=== Available records ===
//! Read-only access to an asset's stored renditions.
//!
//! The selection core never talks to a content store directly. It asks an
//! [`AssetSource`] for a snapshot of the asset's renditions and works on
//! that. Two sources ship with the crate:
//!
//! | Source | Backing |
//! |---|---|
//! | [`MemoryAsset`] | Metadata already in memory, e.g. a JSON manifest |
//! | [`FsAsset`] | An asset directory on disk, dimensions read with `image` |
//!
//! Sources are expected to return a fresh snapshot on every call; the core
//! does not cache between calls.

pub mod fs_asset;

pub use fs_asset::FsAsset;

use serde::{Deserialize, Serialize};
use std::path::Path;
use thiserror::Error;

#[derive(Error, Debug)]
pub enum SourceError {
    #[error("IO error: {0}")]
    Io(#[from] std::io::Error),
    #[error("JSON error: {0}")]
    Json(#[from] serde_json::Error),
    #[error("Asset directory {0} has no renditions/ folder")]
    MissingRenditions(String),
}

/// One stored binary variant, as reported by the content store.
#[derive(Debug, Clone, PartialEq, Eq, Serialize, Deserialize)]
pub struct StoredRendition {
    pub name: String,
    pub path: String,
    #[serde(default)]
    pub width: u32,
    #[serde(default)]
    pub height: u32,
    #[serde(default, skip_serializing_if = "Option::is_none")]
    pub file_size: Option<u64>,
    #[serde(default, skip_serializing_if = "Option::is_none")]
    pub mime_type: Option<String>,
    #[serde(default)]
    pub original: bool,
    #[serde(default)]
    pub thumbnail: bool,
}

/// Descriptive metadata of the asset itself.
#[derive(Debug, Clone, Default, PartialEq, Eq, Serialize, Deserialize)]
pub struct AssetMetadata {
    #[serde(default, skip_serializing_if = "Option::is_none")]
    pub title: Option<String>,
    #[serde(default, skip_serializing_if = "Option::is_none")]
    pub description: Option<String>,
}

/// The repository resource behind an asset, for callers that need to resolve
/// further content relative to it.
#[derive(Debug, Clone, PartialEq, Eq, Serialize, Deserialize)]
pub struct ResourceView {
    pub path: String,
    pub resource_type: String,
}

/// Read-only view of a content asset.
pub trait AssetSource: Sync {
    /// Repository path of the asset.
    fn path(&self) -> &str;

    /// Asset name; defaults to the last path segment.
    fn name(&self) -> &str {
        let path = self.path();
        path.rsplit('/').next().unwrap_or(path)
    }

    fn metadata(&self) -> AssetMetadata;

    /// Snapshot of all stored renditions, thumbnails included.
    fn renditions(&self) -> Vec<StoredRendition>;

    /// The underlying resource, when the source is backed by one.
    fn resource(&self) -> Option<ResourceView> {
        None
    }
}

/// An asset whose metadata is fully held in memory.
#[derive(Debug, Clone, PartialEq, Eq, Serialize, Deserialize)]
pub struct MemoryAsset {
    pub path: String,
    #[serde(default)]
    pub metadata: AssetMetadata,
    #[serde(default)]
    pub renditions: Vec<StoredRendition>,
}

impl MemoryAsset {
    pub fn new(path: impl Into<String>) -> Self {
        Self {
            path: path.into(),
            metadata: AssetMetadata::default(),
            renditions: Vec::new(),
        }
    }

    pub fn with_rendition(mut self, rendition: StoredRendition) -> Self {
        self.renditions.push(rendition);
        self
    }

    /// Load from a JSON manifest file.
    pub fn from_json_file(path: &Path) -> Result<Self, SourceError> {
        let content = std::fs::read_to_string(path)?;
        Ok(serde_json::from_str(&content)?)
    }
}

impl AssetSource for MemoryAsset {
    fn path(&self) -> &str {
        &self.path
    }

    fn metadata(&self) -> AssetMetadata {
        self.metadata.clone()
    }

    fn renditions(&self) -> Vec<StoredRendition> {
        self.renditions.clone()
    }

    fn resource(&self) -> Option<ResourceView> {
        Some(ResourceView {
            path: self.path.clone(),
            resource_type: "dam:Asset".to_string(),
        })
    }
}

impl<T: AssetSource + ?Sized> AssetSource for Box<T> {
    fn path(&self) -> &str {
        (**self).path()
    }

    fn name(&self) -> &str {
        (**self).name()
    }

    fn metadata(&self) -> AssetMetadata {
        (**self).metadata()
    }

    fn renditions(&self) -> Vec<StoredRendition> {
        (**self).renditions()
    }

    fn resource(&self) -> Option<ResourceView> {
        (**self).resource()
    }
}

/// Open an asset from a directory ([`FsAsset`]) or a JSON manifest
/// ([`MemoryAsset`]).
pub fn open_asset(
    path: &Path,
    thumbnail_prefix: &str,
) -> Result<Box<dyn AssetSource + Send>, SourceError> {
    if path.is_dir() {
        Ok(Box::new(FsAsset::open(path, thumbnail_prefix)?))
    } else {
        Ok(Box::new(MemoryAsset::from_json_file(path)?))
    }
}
===
● Task brief
What lines above hold the word "only"? List them all.

● Answer section
//! Read-only access to an asset's stored renditions.
/// Read-only view of a content asset.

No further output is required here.